InterManager Daily News 03.12.2021.

1. IMO moves ahead on GHG emissions, black carbon and marine litter

The International Maritime Organization in view of the urgency for all sectors to accelerate their efforts to reduce GHG emissions as emphasized in the recent IPCC reports 1 and the Glasgow Climate Pact, recognized the need to strengthen the ambition of the Initial IMO GHG Strategy during its revision process and has it agreed to initiate the revision of its GHG strategy. IMO’s Marine Environment Protection Committee (MEPC), meeting virtually for its 77th session, 22-26 November 2021, also adopted a resolution on voluntary use of cleaner fuels in the Arctic, to reduce black carbon emissions.

2. Belgian shipowners fully support Belgium’s candidacy for IMO Council

As a shipping nation, Belgium is the beating heart of Europe’s biggest maritime logistical hub with world-class ports such as Antwerp, Zeebrugge, Ghent and Ostend, servicing Belgian and other international shipping companies as they deliver 90% of goods to consumers in and outside of Europe. Therefore, Belgium understands the strategic importance of maritime transport, the maritime sector and equal opportunities for all working around seas and oceans.

3. CMA CGM implements incentive program to ease congestion at the ports of Los Angeles and Long Beach

The CMA CGM Group, a world leader in shipping and logistics, will implement an Early Container Pickup Incentive Program at the ports of Los Angeles and Long Beach. It will be effective on December 1st and continue for 90 days, in an effort to improve the fluidity of the largest import gateway in the United States.

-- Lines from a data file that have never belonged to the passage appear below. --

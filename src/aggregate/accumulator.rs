use ndarray::Array1;
use std::sync::{Mutex, OnceLock, PoisonError};

use crate::error::Incompatibility;

/// Shared sink that workers merge their per-file results into.
pub trait Accumulator<T>: Sync {
    fn merge(&self, index: usize, value: T) -> Result<(), Incompatibility>;
}

/// One write-once slot per input file, in input order.
///
/// Slots are disjoint, so writes need no lock.
#[derive(Debug)]
pub struct IndexedSlots<T> {
    slots: Vec<OnceLock<T>>,
}

impl<T> IndexedSlots<T> {
    pub fn new(len: usize) -> Self {
        IndexedSlots {
            slots: (0..len).map(|_| OnceLock::new()).collect(),
        }
    }

    /// All results in input order, or the first index that was never filled.
    pub fn into_vec(self) -> Result<Vec<T>, usize> {
        self.slots
            .into_iter()
            .enumerate()
            .map(|(i, slot)| slot.into_inner().ok_or(i))
            .collect()
    }
}

impl<T: Send + Sync> Accumulator<T> for IndexedSlots<T> {
    fn merge(&self, index: usize, value: T) -> Result<(), Incompatibility> {
        let slot = self.slots.get(index).ok_or(Incompatibility::Size {
            what: "input",
            expected: self.slots.len(),
            found: index + 1,
        })?;
        let fresh = slot.set(value).is_ok();
        debug_assert!(fresh, "slot {index} written twice");
        Ok(())
    }
}

/// Element-wise running sum of fixed-length vectors.
///
/// The first contribution fixes the length.
#[derive(Debug, Default)]
pub struct RunningSum {
    total: Mutex<Option<Array1<f64>>>,
}

impl RunningSum {
    pub fn new() -> Self {
        Self::default()
    }

    pub fn into_inner(self) -> Option<Array1<f64>> {
        self.total
            .into_inner()
            .unwrap_or_else(PoisonError::into_inner)
    }
}

impl Accumulator<Array1<f64>> for RunningSum {
    fn merge(&self, _index: usize, value: Array1<f64>) -> Result<(), Incompatibility> {
        let mut guard = self.total.lock().unwrap_or_else(PoisonError::into_inner);
        match guard.as_mut() {
            None => *guard = Some(value),
            Some(total) => {
                if total.len() != value.len() {
                    return Err(Incompatibility::Size {
                        what: "mass vector entry",
                        expected: total.len(),
                        found: value.len(),
                    });
                }
                *total += &value;
            }
        }
        Ok(())
    }
}
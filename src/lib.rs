pub mod aggregate;
pub mod analysis;
pub mod error;
pub mod output;
pub mod placement;
pub mod runtime;
pub mod tree;

pub use error::*;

4. ICS urges WTO director general to prioritise maritime transport in multilateral trade negotiations

The International Chamber of Shipping has called for maritime transport to be prioritised in multilateral trade negotiations ahead of high-level WTO meetings to take place this week. While the 12th Ministerial Conference, where talks were to take place, has been indefinitely postponed due to the Omicron variant, a pared down schedule of meetings of WTO Ministers and governments will go ahead.

5. New ship queueing process at LA and Long Beach has improved safety and air quality

The new ship queuing process at the ports of Los Angeles and Long Beach that went into effect on November 16 has been successful in creating a safer and more environmentally sound system, says Captain Kip Louttit, executive director of the Marine Exchange of Southern California.

6. Colombia looks to offshore wind as it moves to diversify energy sources

At the 17th ASOCODIS Colombian power distribution conference this week, Colombia’s energy minister Diego Mesa said the country is advancing its plans for offshore wind development, with draft regulations almost ready for public comment. “We hope to publish draft regulations for comment in the coming weeks and implement them next year,” said Mesa. “We see great potential in the Caribbean and have important support from the World Bank,” he added.

7. Kirby to Pay $15.3 Million in Damages Over 2014 Oil Spill in Houston Ship Channel

Houston, Texas-based Kirby Inland Marine agreed to pay $15.3 million in damages and assessment costs to resolve federal and state claims for harm to natural resources resulting from a 2014 oil spill from a Kirby barge in the Houston Ship Channel, the U.S. Justice Department said.

8. Biden Sees Progress in Supply Crisis Amid Faster Inflation

President Joe Biden said his administration’s work has begun to alleviate supply-chain disruptions and that higher inflation is a “natural byproduct” of the global economy’s recovery from the pandemic. The president, who’s been assailed by his political opponents over rising prices, again sought to reassure Americans that store shelves will be full for the holiday season and persuade them that his policies would build on the economy’s strong rebound.

9. Baltic Index Gains For Fifth Day As Rates For Smaller Vessels Rise

The Baltic Exchange’s dry bulk sea freight index on Wednesday rose for a fifth straight session to its highest in a month, as gains in panamax and supramax vessels offset a dip in the larger capesize segment. The overall index, which factors in rates for capesize, panamax and supramax vessels, added 29 points, or 1% to 3,047, a peak since Nov. 2.

10. Omicron Threatens Tankers But Could Extend Container Shipping Boom

The latest twist in ocean shipping’s COVID saga: The new global threat from the omicron variant is being layered on top of existing fallout from delta-variant outbreaks in Europe and Asia. Assuming omicron is not a false alarm, it’s more bad news for crude and product tanker rates, another positive for container shipping rates (with some downside risk also in the mix) and relatively neutral for dry bulk shipping, at least for now.